Collected data entries:
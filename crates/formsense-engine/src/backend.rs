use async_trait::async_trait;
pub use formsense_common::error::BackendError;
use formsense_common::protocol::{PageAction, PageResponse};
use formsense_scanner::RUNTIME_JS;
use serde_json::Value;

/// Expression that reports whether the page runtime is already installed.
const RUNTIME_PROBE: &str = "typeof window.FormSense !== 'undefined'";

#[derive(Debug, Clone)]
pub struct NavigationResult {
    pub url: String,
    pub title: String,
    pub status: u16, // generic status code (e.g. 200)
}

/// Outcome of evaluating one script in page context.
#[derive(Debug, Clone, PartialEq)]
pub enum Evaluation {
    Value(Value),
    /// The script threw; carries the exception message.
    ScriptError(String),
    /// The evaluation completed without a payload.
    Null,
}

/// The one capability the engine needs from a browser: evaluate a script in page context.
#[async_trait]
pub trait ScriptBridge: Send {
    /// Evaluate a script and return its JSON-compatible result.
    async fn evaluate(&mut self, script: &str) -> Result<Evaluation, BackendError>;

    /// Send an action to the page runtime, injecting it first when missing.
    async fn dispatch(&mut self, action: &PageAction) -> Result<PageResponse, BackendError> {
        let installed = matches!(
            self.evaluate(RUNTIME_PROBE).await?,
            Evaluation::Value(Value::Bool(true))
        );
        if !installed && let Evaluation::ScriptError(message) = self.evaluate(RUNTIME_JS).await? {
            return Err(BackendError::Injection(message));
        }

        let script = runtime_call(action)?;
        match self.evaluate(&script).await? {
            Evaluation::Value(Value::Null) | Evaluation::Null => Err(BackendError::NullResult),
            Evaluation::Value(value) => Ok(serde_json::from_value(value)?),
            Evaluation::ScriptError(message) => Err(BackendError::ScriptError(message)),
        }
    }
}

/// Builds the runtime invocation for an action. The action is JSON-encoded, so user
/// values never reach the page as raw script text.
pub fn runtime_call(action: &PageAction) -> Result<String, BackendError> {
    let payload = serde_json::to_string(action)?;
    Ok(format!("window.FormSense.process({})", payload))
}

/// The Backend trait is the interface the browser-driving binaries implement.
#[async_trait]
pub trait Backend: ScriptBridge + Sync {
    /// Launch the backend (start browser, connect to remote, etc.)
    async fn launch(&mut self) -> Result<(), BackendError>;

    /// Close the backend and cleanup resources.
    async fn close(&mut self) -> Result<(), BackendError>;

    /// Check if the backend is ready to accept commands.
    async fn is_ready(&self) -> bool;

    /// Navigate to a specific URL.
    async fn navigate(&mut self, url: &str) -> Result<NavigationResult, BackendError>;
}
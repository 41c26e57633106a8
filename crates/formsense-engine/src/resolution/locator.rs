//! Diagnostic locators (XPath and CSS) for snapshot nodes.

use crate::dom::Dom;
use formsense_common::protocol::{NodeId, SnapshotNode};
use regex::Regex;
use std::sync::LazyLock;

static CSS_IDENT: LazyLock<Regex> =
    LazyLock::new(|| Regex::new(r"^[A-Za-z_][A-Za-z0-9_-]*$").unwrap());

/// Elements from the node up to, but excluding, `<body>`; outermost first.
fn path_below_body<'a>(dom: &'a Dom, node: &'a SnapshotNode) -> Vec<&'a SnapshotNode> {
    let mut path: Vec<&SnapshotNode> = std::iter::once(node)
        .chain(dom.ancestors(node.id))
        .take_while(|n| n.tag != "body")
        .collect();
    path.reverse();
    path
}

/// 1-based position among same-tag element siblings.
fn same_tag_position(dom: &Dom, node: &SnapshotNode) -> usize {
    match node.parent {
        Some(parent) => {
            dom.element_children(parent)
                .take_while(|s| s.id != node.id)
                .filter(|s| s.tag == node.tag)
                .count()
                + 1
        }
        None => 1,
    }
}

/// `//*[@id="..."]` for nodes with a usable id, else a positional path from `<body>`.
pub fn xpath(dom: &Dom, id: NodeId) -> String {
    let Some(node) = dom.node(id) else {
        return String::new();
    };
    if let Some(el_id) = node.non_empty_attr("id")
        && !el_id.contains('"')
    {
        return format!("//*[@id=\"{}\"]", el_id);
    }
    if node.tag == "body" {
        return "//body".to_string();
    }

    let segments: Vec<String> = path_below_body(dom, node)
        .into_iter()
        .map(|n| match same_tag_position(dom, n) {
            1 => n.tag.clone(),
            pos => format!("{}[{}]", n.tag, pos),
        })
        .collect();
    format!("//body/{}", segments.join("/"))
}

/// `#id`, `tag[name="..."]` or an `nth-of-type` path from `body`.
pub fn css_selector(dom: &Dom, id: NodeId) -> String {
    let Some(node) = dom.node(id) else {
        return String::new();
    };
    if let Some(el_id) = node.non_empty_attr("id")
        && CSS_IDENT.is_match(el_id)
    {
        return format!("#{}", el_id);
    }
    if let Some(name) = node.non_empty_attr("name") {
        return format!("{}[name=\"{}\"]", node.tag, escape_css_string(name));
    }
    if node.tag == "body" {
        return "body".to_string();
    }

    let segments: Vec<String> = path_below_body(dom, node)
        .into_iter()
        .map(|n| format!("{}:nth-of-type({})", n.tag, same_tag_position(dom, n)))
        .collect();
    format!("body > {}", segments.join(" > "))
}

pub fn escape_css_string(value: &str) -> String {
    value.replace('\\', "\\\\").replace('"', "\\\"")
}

**Work to be completed**
Could you output, exactly and with nothing else, the lines from the start of the records through the line containing "first when missing."?

**Answer box**
filename crates/formsense-engine/src/backend.rs
use async_trait::async_trait;
pub use formsense_common::error::BackendError;
use formsense_common::protocol::{PageAction, PageResponse};
use formsense_scanner::RUNTIME_JS;
use serde_json::Value;

/// Expression that reports whether the page runtime is already installed.
const RUNTIME_PROBE: &str = "typeof window.FormSense !== 'undefined'";

#[derive(Debug, Clone)]
pub struct NavigationResult {
    pub url: String,
    pub title: String,
    pub status: u16, // generic status code (e.g. 200)
}

/// Outcome of evaluating one script in page context.
#[derive(Debug, Clone, PartialEq)]
pub enum Evaluation {
    Value(Value),
    /// The script threw; carries the exception message.
    ScriptError(String),
    /// The evaluation completed without a payload.
    Null,
}

/// The one capability the engine needs from a browser: evaluate a script in page context.
#[async_trait]
pub trait ScriptBridge: Send {
    /// Evaluate a script and return its JSON-compatible result.
    async fn evaluate(&mut self, script: &str) -> Result<Evaluation, BackendError>;

    /// Send an action to the page runtime, injecting it first when missing.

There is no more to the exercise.